One way of thinking about this is to say that we offer Mormonism to the world as an answer to a question. What is that question? For a long time the question has been, “Which church is true?” We imagine every potential convert as a young Joseph Smith confused by the cacophony of sectarian voices and eager to find the right answer to this burning question. At various points in time it has proven to be a very potent strategy. During the first generation of the Restoration the existential energy aroused by this question brought thousands into the Church in North America, Great Britain, and later – to a lesser extent – in Germany. In the twentieth century it’s a question that has moved people in Latin America, the Phillipines, and to a certain extent in Central and Eastern Europe in the final decade of the twentieth century.

However, “Which church is true?” is not a universally important question. For example, I imagine that for most contemporary western Europeans or mainstream Americans it is a question that not only lacks existential energy but is almost incomprehensible. Likewise, it is not a question that nineteenth-century Mormon missionaries found burning in the minds of Frenchmen or Italians.

Many societies have some kind of culturally established church or religion. One does not ask the question, “Which church is true?” because everyone shares the same religion in the same way that everyone shares the same language or national identity. It’s not the these people are unaware of the existence of religious diversity. It’s just that the diversity doesn’t present a real existential choice, a question upon whose answer one’s life and identity hinges.

Seen in this light, the cultural conditions in which the question “Which church is true?” matters are actually pretty unique. Looking at times and places where this has been a successful message, I’d suggest that this question only becomes powerful when two conditions are met. The first is a society in which religious belief is an important force in people’s lives and the second is a society undergoing the cultural disestablishment of a dominant religion. Notice that it’s entirely possible to have one without the other. It is the confluence of both that creates a sectarian mileu in which denominational competition occurs and becomes culturally significant. Notice also that both conditions are met in those places where this question has proven a winner for Mormonism.

First take the Jacksonian America of Joseph Smith. His was the generation in which the various state-sponsored Protestant churches – generally Congregationalist or Episcopalian – finally succumbed to the forces of disestablishmentarianism. Legal disestablishment coincided with cultural disestablishment. The commanding heights of American religious life previously occupied by the learned clergy produced by Harvard, Yale, or The College of William & Mary were up for grabs. In this environment religious sects proliferated and – more importantly – the choice between the sects was a central cultural concern.
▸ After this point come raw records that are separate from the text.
//! Leaderboard calculation engine.
//!
//! Turns the raw per-day game recaps into a ranked leaderboard:
//! - Score aggregation across all days and pairings
//! - Removal of players who never connected
//! - Sorting and competition ranking
//! - Diacritic-insensitive name search
//!
//! Everything here is pure and synchronous; the passes must run in that order.

mod aggregate;
mod ranking;
mod search;

pub use aggregate::{aggregate_scores, drop_never_connected, Aggregation};
pub use ranking::{compute_rankings, leaderboard_order};
pub use search::{filter_by_name, normalize_search_text};
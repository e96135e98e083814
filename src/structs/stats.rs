//! Chaos score summary used to calibrate stopping thresholds.

use std::fmt;

use ndarray::{ArrayView1, ArrayView2};
use serde::{Deserialize, Serialize};

use crate::core::error::{Result, RoughSetError};
use crate::core::traits::Persistable;
use crate::core::types::{AttrIndex, Code};
use crate::measures::ChaosFn;
use crate::partition::GroupIndex;

/// Chaos of the decision under no attributes and under all of them.
#[derive(Debug, Clone, PartialEq, Serialize, Deserialize)]
pub struct ChaosScoreStats {
    /// Chaos with no attributes (one group)
    pub base: f64,
    /// Chaos with all attributes
    pub total: f64,
    /// Chaos after each prefix of a given attribute order
    pub for_increment_attrs: Option<Vec<f64>>,
    /// `total + epsilon * (base - total)`
    pub approx_threshold: Option<f64>,
}

impl Persistable for ChaosScoreStats {}

impl fmt::Display for ChaosScoreStats {
    fn fmt(&self, f: &mut fmt::Formatter<'_>) -> fmt::Result {
        write!(f, "ChaosScoreStats(base={}, total={}", self.base, self.total)?;
        if let Some(threshold) = self.approx_threshold {
            write!(f, ", approx_threshold={}", threshold)?;
        }
        write!(f, ")")
    }
}

/// Approximation threshold for `epsilon` in `[0, 1]`.
pub fn approx_threshold(base: f64, total: f64, epsilon: f64) -> f64 {
    total + epsilon * (base - total)
}

/// Compute base and total chaos, and optionally the threshold for `epsilon`
/// and the chaos after each prefix of `increment_attrs`.
pub fn compute_chaos_score_stats(
    x: ArrayView2<'_, Code>,
    x_counts: &[usize],
    y: ArrayView1<'_, Code>,
    y_count: usize,
    chaos_fn: ChaosFn,
    epsilon: Option<f64>,
    increment_attrs: Option<&[AttrIndex]>,
) -> Result<ChaosScoreStats> {
    if let Some(epsilon) = epsilon {
        if !(0.0..=1.0).contains(&epsilon) {
            return Err(RoughSetError::invalid_parameter("epsilon", epsilon.to_string(), "must be in [0, 1]"));
        }
    }

    let base = GroupIndex::create_uniform(x.nrows()).get_chaos_score(y, y_count, chaos_fn)?;
    let all_attrs: Vec<AttrIndex> = (0..x.ncols()).collect();
    let total = GroupIndex::create_from_data(x, x_counts, &all_attrs)?.get_chaos_score(y, y_count, chaos_fn)?;

    let for_increment_attrs = match increment_attrs {
        Some(attrs) => {
            let mut group_index = GroupIndex::create_uniform(x.nrows());
            let mut scores = Vec::with_capacity(attrs.len());
            for &attr in attrs {
                if attr >= x.ncols() {
                    return Err(RoughSetError::index_out_of_bounds(attr, x.ncols()));
                }
                group_index = group_index.split(x.column(attr), x_counts[attr], true)?;
                scores.push(group_index.get_chaos_score(y, y_count, chaos_fn)?);
            }
            Some(scores)
        }
        None => None,
    };

    Ok(ChaosScoreStats {
        base,
        total,
        for_increment_attrs,
        approx_threshold: epsilon.map(|epsilon| approx_threshold(base, total, epsilon)),
    })
}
A similar story could be told of Victorian Britain, where so many joined the Church from the 1830s to the 1850s. In 1688, the Church of England achieved final cultural and political victory over Catholicism on one hand and the dissenting Protestantism of Cromwell and his minions on the other. James II, England’s last Catholic king, was sent packing and religious conformity was enforced on the nation. During the first few generations of the Hanoverian dynasty Catholicism in the form of Jacobite insurgency remained a potent enough threat to keep religious conformity high enough on the political agenda to generate substantial legal and cultural coercion. As the Stuart threat receded entirely after the Battle of Culloden, however, religious life opened up. The dissenters felt less threatened, Methodism injected sectarian life back into British life, and the perennial problem of Ireland placed pressure on official anti-Catholicism. By the 1830s all of these forces led to a series of Parliamentary acts opening cultural and political life to non-Anglicans. The Church of England remained established, but the political and cultural ascendency it had enjoyed after 1688 was over. This was the world into which Parley P. Pratt, Heber C. Kimball, Brigham Young, and Wilford Woodruff brought Mormonism.
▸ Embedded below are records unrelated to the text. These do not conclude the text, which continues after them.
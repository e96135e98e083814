//! One grow or shrink phase, driven by hooks.
//!
//! A stage runs its init hooks, checks the stop hooks, then loops: produce the
//! pre-candidates, narrow them through the candidate, select and filter hooks,
//! run the inner-init hooks, and consume the working set in an inner loop. The
//! stop hooks are checked after every inner step and again after the inner
//! loop ends. Any stop, or exhausted pre-candidates, ends the loops; the
//! finalize hooks then always run.

use std::ops::ControlFlow;

use crate::core::error::{Result, RoughSetError};
use crate::processing::hooks::{
    any_inner_stop, chain, chain_inner, first_firing, produce_all, update_all, InnerProcessHook,
    InnerStopHook, ProcessElementsHook, ProduceElementsHook, StopHook, UpdateStateHook,
};
use crate::processing::state::ProcessingState;

/// A processing phase assembled from hooks.
pub struct Stage {
    name: String,
    init_hooks: Vec<Box<dyn UpdateStateHook>>,
    stop_hooks: Vec<Box<dyn StopHook>>,
    pre_candidates_hooks: Vec<Box<dyn ProduceElementsHook>>,
    candidates_hooks: Vec<Box<dyn ProcessElementsHook>>,
    select_hooks: Vec<Box<dyn ProcessElementsHook>>,
    filter_hooks: Vec<Box<dyn ProcessElementsHook>>,
    inner_init_hooks: Vec<Box<dyn ProcessElementsHook>>,
    inner_stop_hooks: Vec<Box<dyn InnerStopHook>>,
    inner_process_hooks: Vec<Box<dyn InnerProcessHook>>,
    finalize_hooks: Vec<Box<dyn UpdateStateHook>>,
}

impl std::fmt::Debug for Stage {
    fn fmt(&self, f: &mut std::fmt::Formatter<'_>) -> std::fmt::Result {
        f.debug_struct("Stage")
            .field("name", &self.name)
            .field("stop_hooks", &self.stop_hooks.len())
            .field("pre_candidates_hooks", &self.pre_candidates_hooks.len())
            .field("inner_process_hooks", &self.inner_process_hooks.len())
            .finish()
    }
}

impl Stage {
    /// Start building a stage.
    pub fn builder(name: impl Into<String>) -> StageBuilder {
        StageBuilder::new(name)
    }

    /// Stage name used in logs
    pub fn name(&self) -> &str {
        &self.name
    }

    /// Run the stage on `state`.
    pub fn run(&self, state: &mut ProcessingState) -> Result<()> {
        log::debug!("Stage '{}': init", self.name);
        update_all(&self.init_hooks, state)?;

        if let ControlFlow::Break(reason) = self.run_loops(state)? {
            log::debug!("Stage '{}': loop break ({})", self.name, reason);
        }

        log::debug!("Stage '{}': finalize", self.name);
        update_all(&self.finalize_hooks, state)
    }

    fn check_stop(&self, state: &ProcessingState) -> Result<ControlFlow<&'static str>> {
        Ok(match first_firing(&self.stop_hooks, state)? {
            Some(name) => ControlFlow::Break(name),
            None => ControlFlow::Continue(()),
        })
    }

    fn run_loops(&self, state: &mut ProcessingState) -> Result<ControlFlow<&'static str>> {
        if let ControlFlow::Break(reason) = self.check_stop(state)? {
            return Ok(ControlFlow::Break(reason));
        }

        loop {
            let elements = match produce_all(&self.pre_candidates_hooks, state)? {
                ControlFlow::Continue(elements) => elements,
                ControlFlow::Break(()) => return Ok(ControlFlow::Break("pre-candidates exhausted")),
            };
            let elements = chain(&self.candidates_hooks, state, elements)?;
            let elements = chain(&self.select_hooks, state, elements)?;
            let elements = chain(&self.filter_hooks, state, elements)?;
            let mut elements = chain(&self.inner_init_hooks, state, elements)?;
            log::trace!("Stage '{}': working set {:?}", self.name, elements);

            if !self.inner_process_hooks.is_empty() {
                while !any_inner_stop(&self.inner_stop_hooks, state, &elements)? {
                    let before = elements.len();
                    elements = chain_inner(&self.inner_process_hooks, state, elements)?;
                    if elements.len() >= before {
                        return Err(RoughSetError::internal(format!(
                            "stage '{}': inner process did not shrink the working set ({} -> {})",
                            self.name,
                            before,
                            elements.len()
                        )));
                    }
                    if let ControlFlow::Break(reason) = self.check_stop(state)? {
                        return Ok(ControlFlow::Break(reason));
                    }
                }
            }

            if let ControlFlow::Break(reason) = self.check_stop(state)? {
                return Ok(ControlFlow::Break(reason));
            }
        }
    }
}

/// Builder for [`Stage`].
#[derive(Debug)]
pub struct StageBuilder {
    stage: Stage,
}

impl StageBuilder {
    /// Create an empty stage named `name`
    pub fn new(name: impl Into<String>) -> Self {
        StageBuilder {
            stage: Stage {
                name: name.into(),
                init_hooks: Vec::new(),
                stop_hooks: Vec::new(),
                pre_candidates_hooks: Vec::new(),
                candidates_hooks: Vec::new(),
                select_hooks: Vec::new(),
                filter_hooks: Vec::new(),
                inner_init_hooks: Vec::new(),
                inner_stop_hooks: Vec::new(),
                inner_process_hooks: Vec::new(),
                finalize_hooks: Vec::new(),
            },
        }
    }

    /// Add an init hook
    pub fn init(mut self, hook: impl UpdateStateHook + 'static) -> Self {
        self.stage.init_hooks.push(Box::new(hook));
        self
    }

    /// Add a stop hook
    pub fn stop(mut self, hook: impl StopHook + 'static) -> Self {
        self.stage.stop_hooks.push(Box::new(hook));
        self
    }

    /// Add a pre-candidates producer
    pub fn pre_candidates(mut self, hook: impl ProduceElementsHook + 'static) -> Self {
        self.stage.pre_candidates_hooks.push(Box::new(hook));
        self
    }

    /// Add a candidates hook
    pub fn candidates(mut self, hook: impl ProcessElementsHook + 'static) -> Self {
        self.stage.candidates_hooks.push(Box::new(hook));
        self
    }

    /// Add a select hook
    pub fn select(mut self, hook: impl ProcessElementsHook + 'static) -> Self {
        self.stage.select_hooks.push(Box::new(hook));
        self
    }

    /// Add a filter hook
    pub fn filter(mut self, hook: impl ProcessElementsHook + 'static) -> Self {
        self.stage.filter_hooks.push(Box::new(hook));
        self
    }

    /// Add an inner-init hook
    pub fn inner_init(mut self, hook: impl ProcessElementsHook + 'static) -> Self {
        self.stage.inner_init_hooks.push(Box::new(hook));
        self
    }

    /// Add an inner stop hook
    pub fn inner_stop(mut self, hook: impl InnerStopHook + 'static) -> Self {
        self.stage.inner_stop_hooks.push(Box::new(hook));
        self
    }

    /// Add an inner process hook
    pub fn inner_process(mut self, hook: impl InnerProcessHook + 'static) -> Self {
        self.stage.inner_process_hooks.push(Box::new(hook));
        self
    }

    /// Add a finalize hook
    pub fn finalize(mut self, hook: impl UpdateStateHook + 'static) -> Self {
        self.stage.finalize_hooks.push(Box::new(hook));
        self
    }

    /// Build the stage.
    ///
    /// A stage with inner process hooks needs an inner stop hook, and a stage
    /// that loops needs a pre-candidates producer.
    pub fn build(self) -> Result<Stage> {
        let stage = self.stage;
        crate::ensure!(
            stage.inner_process_hooks.is_empty() || !stage.inner_stop_hooks.is_empty(),
            crate::config_error!(
                "stage '{}' has inner process hooks but no inner stop hook",
                stage.name
            )
        );
        crate::ensure!(
            !stage.pre_candidates_hooks.is_empty() || !stage.stop_hooks.is_empty(),
            crate::config_error!(
                "stage '{}' needs a pre-candidates or a stop hook to terminate",
                stage.name
            )
        );
        Ok(stage)
    }
}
Later in the nineteenth-century Mormonism had some modest success in Germany. Here I think that a similar process was underway. Since the Peace of Augsburg, Germany had been divided into autonomous principalities, each with its own established religion. This system took a huge cultural hit in the wake of the French Revolution as Napoleon’s armies occupied Germany and sought to impose universalist and rationalist ideologies in place of the patch work of Augsburg. In the wake of Napoleon’s defeat, pan-German nationalism – a hitherto unknown idea – emerged culminating in the unification of Germany under Bismark in 1870. German unification, however, involved a kind of cultural disestablishment of the previous religious and political system. Again, it was at this moment of cultural disestablishment that Mormon missionaries succeeded.

Finally, let me speculate that in the second half of the twentieth century Mormon missionary work in Latin America and the Philippines has benefited from the cultural disestablishment of the Catholic Church in large segments of those societies. As Catholicism has lost its position of unquestioned cultural control in Latin America as sectarian space has been opened up. In this space Mormonism has competed with Pentecostalism and Evangelical Protestantism, offering an answer to the question that previous generations of Latin Americans never asked. Perhaps most speculatively, something like this process also happened in the 1990s in the former communist bloc countries. In those nations, two or three generations of persecution and collaboration with the Communists left the traditional established churches culturally weak. At the same time, a flood of novel sectarian choices made the question of “Which church is true?” momentarily important.

If my analysis here is corrected, the question “Which church is true?” only really matters in pretty culturally specific contexts. It is not in and of itself a question that necessarily excites the kind of existential energy that would drive conversion and make someone change their life. Not surprisingly, Mormonism has crafted other messages to the world, which I’ll talk about in later posts.

24 comments for “The Message of Mormonism (pt. 1): Which Church is True?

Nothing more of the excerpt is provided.